**HOW TO COMPLETE THIS TASK:** Report the count of lines with "AddQuestion" in the data below, and no other words.
═══ TASK DATA ═══
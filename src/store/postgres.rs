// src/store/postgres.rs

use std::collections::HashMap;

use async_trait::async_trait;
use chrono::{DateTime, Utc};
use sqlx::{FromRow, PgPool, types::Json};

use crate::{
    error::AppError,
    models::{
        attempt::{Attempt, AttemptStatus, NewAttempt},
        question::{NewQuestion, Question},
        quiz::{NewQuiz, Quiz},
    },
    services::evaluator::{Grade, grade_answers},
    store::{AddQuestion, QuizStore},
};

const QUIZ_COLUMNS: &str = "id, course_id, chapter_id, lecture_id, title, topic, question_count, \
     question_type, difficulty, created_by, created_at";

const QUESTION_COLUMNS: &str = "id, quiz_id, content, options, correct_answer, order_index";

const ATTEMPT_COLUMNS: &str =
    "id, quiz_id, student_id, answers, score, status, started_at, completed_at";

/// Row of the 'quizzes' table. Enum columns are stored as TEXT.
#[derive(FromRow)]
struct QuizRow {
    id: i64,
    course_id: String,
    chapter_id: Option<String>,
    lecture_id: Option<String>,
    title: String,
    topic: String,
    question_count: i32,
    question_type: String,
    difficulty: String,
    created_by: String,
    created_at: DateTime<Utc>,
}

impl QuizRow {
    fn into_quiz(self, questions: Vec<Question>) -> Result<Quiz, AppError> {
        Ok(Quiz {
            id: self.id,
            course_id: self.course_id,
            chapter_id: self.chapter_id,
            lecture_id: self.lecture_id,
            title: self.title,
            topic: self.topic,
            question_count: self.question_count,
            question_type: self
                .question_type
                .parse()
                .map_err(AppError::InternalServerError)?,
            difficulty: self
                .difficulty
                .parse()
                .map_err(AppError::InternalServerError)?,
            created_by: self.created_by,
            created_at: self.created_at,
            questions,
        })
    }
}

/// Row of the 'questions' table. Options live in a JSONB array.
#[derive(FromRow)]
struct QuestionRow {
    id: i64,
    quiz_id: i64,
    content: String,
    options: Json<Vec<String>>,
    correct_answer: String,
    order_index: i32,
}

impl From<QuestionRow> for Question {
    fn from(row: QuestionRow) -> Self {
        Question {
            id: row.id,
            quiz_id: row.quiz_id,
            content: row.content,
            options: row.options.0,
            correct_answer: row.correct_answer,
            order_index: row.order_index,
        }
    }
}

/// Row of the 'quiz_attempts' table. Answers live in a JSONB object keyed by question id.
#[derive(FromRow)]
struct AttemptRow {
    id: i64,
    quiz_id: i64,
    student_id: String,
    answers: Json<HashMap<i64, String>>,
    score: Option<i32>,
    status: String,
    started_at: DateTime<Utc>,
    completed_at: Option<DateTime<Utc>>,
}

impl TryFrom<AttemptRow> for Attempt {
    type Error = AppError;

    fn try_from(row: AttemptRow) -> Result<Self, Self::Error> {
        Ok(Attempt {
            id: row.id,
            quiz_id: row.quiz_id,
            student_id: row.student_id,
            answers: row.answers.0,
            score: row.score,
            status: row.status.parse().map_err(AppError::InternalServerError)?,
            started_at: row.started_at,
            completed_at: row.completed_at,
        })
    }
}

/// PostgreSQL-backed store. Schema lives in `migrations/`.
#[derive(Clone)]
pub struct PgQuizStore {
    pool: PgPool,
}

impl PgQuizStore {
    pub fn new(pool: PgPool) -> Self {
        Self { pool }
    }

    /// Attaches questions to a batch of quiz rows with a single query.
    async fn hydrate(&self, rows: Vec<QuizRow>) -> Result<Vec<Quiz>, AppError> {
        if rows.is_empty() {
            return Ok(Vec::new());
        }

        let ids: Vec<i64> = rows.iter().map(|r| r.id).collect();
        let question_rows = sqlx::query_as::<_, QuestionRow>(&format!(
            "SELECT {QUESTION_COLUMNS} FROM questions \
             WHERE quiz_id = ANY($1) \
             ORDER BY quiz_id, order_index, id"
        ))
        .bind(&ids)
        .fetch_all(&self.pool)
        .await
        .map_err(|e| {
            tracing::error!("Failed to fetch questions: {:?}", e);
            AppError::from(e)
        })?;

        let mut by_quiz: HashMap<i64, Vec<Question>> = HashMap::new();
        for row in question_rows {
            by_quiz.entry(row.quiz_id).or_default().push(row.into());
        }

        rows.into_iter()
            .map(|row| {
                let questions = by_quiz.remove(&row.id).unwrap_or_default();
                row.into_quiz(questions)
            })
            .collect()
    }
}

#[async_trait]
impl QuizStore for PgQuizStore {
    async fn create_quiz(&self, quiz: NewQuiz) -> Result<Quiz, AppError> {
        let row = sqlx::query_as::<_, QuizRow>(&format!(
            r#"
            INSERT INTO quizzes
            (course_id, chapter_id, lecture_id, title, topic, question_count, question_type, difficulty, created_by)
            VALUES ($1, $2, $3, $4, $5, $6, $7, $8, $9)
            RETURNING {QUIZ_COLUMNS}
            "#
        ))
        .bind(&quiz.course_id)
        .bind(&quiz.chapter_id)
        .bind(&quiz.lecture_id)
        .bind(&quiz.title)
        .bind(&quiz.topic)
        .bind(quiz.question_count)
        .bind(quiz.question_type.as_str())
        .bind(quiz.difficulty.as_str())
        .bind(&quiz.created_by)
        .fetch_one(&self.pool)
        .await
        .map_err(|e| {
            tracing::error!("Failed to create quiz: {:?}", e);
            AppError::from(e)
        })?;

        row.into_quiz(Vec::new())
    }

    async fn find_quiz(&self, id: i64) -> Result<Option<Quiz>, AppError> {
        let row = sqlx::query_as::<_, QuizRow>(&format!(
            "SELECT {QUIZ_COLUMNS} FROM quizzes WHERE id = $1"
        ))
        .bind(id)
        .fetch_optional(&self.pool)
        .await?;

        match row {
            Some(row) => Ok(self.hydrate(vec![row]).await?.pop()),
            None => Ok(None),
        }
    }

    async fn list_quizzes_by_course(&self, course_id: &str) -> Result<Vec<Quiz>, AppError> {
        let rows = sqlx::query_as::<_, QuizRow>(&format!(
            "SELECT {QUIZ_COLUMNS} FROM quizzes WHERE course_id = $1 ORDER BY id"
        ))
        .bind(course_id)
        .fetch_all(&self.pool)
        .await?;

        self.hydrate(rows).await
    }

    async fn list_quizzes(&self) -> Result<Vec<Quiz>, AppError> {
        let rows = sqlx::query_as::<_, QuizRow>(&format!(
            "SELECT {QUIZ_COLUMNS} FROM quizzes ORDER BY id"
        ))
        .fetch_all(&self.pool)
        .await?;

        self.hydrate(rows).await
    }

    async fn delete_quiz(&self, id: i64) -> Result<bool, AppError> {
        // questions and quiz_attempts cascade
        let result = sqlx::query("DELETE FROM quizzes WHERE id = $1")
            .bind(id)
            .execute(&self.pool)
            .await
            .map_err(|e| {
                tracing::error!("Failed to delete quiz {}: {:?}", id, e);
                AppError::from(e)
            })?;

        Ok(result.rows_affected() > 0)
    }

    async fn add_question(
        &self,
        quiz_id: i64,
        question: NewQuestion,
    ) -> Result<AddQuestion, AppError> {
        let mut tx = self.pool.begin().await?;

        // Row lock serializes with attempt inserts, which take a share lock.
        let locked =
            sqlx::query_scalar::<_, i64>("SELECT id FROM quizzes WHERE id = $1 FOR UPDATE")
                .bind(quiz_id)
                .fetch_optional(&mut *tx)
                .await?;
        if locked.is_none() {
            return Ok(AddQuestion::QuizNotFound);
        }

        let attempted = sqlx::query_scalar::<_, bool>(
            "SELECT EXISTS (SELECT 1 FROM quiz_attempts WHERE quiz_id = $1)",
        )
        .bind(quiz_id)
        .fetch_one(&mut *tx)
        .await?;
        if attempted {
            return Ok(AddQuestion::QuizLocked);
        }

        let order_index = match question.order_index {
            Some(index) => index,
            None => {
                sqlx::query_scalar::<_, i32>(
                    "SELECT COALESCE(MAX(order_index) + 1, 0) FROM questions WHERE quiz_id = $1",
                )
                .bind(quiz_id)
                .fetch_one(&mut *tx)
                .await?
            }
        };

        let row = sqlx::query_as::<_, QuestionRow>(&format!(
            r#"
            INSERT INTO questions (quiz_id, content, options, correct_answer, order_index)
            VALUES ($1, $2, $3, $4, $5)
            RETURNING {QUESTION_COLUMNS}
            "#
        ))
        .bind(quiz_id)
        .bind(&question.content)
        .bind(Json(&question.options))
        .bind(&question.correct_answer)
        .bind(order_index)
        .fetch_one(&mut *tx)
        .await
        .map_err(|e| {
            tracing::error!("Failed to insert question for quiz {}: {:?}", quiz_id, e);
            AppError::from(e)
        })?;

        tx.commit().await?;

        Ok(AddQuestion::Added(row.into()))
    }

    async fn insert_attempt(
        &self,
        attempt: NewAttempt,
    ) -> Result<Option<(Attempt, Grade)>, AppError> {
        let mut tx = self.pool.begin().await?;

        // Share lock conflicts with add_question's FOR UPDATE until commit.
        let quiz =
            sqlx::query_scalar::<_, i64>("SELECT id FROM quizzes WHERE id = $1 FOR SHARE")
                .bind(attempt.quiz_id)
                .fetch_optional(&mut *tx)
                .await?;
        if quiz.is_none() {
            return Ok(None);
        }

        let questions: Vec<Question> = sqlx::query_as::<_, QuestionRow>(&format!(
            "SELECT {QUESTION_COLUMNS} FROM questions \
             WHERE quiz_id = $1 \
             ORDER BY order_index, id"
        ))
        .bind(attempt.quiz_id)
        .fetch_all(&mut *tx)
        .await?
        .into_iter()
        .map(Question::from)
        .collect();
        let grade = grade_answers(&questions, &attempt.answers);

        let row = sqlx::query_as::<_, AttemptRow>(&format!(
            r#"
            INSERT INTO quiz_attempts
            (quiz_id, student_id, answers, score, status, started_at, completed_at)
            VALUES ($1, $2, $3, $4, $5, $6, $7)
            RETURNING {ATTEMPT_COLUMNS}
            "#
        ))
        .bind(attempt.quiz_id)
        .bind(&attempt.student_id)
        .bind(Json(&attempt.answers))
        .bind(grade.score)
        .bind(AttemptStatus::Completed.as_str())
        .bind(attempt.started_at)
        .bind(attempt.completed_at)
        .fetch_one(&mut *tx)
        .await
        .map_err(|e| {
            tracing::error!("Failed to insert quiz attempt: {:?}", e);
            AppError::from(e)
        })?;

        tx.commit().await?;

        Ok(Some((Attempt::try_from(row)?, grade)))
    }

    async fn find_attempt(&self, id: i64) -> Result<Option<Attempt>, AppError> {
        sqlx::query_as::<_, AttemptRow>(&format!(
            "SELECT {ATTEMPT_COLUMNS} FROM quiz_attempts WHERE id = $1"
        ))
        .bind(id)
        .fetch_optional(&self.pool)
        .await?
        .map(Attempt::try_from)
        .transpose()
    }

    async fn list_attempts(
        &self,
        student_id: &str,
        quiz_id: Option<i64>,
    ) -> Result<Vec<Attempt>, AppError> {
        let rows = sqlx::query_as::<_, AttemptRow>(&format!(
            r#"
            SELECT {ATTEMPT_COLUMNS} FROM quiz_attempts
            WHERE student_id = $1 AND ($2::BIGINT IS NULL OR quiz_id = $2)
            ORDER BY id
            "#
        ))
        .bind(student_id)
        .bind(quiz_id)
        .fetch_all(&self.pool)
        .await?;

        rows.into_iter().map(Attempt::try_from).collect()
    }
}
═══
**EXERCISE OUTPUT:** 5